__Data to use__

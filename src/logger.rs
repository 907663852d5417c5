use actix_web::{
    dev::{forward_ready, Service, ServiceRequest, ServiceResponse, Transform},
    Error,
};
use futures::future::LocalBoxFuture;
use std::rc::Rc;
use std::time::Instant;

/// Request logging middleware.
///
/// One structured line per request with method, path, status and latency.
/// Query strings and bodies are never logged; they may carry credentials.
pub struct LoggerMiddleware;

impl<S, B> Transform<S, ServiceRequest> for LoggerMiddleware
where
    S: Service<ServiceRequest, Response = ServiceResponse<B>, Error = Error> + 'static,
    S::Future: 'static,
    B: 'static,
{
    type Response = ServiceResponse<B>;
    type Error = Error;
    type InitError = ();
    type Transform = LoggerMiddlewareService<S>;
    type Future = std::future::Ready<Result<Self::Transform, Self::InitError>>;

    fn new_transform(&self, service: S) -> Self::Future {
        std::future::ready(Ok(LoggerMiddlewareService {
            service: Rc::new(service),
        }))
    }
}

pub struct LoggerMiddlewareService<S> {
    service: Rc<S>,
}

impl<S, B> Service<ServiceRequest> for LoggerMiddlewareService<S>
where
    S: Service<ServiceRequest, Response = ServiceResponse<B>, Error = Error> + 'static,
    S::Future: 'static,
    B: 'static,
{
    type Response = ServiceResponse<B>;
    type Error = Error;
    type Future = LocalBoxFuture<'static, Result<Self::Response, Self::Error>>;

    forward_ready!(service);

    fn call(&self, req: ServiceRequest) -> Self::Future {
        let start_time = Instant::now();
        let method = req.method().to_string();
        let path = req.path().to_string();

        tracing::debug!(method = %method, path = %path, "Request started");

        let service = self.service.clone();

        Box::pin(async move {
            let result = service.call(req).await;
            let elapsed_ms = start_time.elapsed().as_millis() as u64;

            match &result {
                Ok(res) => tracing::info!(
                    method = %method,
                    path = %path,
                    status = res.status().as_u16(),
                    elapsed_ms,
                    "Request completed"
                ),
                Err(e) => tracing::info!(
                    method = %method,
                    path = %path,
                    status = e.as_response_error().status_code().as_u16(),
                    elapsed_ms,
                    "Request completed"
                ),
            }

            result
        })
    }
}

__Task goal__
Copy out every line from the data above that has "type" in it.

__Response below__
    type Response = ServiceResponse<B>;
    type Error = Error;
    type InitError = ();
    type Transform = LoggerMiddlewareService<S>;
    type Future = std::future::Ready<Result<Self::Transform, Self::InitError>>;
    type Response = ServiceResponse<B>;
    type Error = Error;
    type Future = LocalBoxFuture<'static, Result<Self::Response, Self::Error>>;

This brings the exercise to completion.